_Material supplied_
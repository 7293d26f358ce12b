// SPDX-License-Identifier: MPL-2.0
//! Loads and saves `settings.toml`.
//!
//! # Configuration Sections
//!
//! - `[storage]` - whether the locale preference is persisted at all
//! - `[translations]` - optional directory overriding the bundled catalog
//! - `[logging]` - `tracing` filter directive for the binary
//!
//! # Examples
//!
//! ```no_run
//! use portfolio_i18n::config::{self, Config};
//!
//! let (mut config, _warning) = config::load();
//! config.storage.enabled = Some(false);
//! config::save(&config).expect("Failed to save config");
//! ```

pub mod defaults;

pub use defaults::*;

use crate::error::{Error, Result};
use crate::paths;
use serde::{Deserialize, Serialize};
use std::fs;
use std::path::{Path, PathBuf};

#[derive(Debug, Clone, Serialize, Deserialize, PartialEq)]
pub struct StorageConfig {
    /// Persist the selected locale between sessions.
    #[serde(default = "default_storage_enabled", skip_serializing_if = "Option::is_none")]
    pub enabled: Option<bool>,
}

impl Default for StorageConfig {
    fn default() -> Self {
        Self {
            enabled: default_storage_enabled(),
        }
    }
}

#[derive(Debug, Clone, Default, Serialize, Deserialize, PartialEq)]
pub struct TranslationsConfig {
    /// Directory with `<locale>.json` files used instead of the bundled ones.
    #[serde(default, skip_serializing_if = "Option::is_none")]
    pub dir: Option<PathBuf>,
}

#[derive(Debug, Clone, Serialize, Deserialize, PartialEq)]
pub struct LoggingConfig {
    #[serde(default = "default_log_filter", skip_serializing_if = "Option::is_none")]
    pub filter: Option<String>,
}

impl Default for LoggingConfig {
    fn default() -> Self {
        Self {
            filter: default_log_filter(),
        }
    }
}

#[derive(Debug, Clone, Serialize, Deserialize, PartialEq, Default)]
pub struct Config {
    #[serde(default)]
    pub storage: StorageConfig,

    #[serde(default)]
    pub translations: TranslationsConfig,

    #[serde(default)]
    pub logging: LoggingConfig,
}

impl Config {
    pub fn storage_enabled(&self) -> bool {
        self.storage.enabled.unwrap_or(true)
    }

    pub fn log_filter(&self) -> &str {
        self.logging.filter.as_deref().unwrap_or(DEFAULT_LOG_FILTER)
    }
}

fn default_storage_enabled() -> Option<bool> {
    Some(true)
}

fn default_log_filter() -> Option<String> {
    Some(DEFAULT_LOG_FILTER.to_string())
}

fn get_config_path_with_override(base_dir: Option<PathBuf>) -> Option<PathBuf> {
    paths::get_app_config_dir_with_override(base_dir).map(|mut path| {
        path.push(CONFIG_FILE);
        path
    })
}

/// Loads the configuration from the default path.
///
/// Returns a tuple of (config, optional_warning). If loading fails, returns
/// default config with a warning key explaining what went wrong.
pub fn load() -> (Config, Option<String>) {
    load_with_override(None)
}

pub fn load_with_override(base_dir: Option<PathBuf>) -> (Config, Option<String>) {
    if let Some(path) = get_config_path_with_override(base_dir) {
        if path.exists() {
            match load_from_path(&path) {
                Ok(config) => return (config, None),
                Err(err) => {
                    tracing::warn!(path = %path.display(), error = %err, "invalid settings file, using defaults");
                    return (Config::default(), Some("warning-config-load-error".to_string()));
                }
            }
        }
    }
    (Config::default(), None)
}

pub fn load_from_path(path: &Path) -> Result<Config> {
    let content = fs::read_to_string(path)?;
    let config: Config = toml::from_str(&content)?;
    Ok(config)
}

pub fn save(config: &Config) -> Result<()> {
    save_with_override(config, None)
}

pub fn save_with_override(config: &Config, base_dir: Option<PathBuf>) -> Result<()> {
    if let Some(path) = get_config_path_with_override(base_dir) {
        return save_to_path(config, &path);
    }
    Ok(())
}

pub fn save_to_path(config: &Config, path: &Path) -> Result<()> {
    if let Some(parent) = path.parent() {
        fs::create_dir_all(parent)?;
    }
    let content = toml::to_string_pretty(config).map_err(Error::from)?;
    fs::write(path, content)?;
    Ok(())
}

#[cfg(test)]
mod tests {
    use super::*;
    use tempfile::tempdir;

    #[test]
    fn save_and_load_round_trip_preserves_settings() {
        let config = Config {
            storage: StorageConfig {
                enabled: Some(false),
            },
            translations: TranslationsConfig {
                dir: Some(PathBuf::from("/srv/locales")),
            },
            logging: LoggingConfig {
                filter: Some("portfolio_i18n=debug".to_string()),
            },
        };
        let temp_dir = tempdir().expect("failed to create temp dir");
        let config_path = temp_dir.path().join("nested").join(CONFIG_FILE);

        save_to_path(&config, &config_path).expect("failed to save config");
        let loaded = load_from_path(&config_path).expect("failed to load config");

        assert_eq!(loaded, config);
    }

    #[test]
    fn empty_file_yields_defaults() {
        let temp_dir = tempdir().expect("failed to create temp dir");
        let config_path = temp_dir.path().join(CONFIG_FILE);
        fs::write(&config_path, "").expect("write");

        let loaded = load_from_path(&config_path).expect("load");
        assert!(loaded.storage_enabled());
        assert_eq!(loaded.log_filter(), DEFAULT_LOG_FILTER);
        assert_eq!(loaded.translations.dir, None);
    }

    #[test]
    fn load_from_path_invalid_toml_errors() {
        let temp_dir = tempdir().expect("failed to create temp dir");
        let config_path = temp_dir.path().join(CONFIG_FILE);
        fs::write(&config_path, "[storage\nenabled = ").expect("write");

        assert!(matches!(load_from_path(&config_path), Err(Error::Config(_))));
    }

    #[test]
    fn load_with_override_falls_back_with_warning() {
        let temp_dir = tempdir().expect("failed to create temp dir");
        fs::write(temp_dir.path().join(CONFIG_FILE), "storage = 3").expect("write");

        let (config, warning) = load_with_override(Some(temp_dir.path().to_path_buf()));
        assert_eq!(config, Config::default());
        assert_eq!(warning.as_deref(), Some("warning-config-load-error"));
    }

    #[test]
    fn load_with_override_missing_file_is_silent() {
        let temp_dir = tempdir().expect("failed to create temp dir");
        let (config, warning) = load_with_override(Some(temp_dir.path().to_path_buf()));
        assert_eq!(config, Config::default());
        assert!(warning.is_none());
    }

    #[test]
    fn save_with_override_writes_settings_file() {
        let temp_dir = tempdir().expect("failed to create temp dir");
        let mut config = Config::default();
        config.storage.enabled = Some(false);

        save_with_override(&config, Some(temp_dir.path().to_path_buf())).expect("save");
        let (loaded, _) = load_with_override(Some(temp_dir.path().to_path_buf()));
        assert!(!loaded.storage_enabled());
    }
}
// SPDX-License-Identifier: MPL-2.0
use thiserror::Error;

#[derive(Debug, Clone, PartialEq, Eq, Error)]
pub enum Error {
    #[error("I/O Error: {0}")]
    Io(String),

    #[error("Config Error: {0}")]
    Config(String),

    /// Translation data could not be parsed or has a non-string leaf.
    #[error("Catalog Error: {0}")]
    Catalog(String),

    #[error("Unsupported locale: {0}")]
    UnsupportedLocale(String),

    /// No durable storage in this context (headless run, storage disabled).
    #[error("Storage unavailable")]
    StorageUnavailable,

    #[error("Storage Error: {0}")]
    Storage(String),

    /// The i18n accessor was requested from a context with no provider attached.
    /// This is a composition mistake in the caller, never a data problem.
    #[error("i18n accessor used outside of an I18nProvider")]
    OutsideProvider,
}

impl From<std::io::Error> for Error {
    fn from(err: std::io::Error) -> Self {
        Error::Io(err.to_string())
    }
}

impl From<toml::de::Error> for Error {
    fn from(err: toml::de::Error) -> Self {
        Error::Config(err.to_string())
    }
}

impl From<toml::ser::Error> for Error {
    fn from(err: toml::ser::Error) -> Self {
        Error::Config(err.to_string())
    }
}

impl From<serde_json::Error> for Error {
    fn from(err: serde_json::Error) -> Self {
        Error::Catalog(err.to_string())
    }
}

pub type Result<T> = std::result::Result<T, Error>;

_Goal of the exercise_
Write out exactly the final stretch of the records: the line containing "fn from(err: serde_json::Error)" and every line after it, through the last, and nothing else.

_Response area_
    fn from(err: serde_json::Error) -> Self {
        Error::Catalog(err.to_string())
    }
}

pub type Result<T> = std::result::Result<T, Error>;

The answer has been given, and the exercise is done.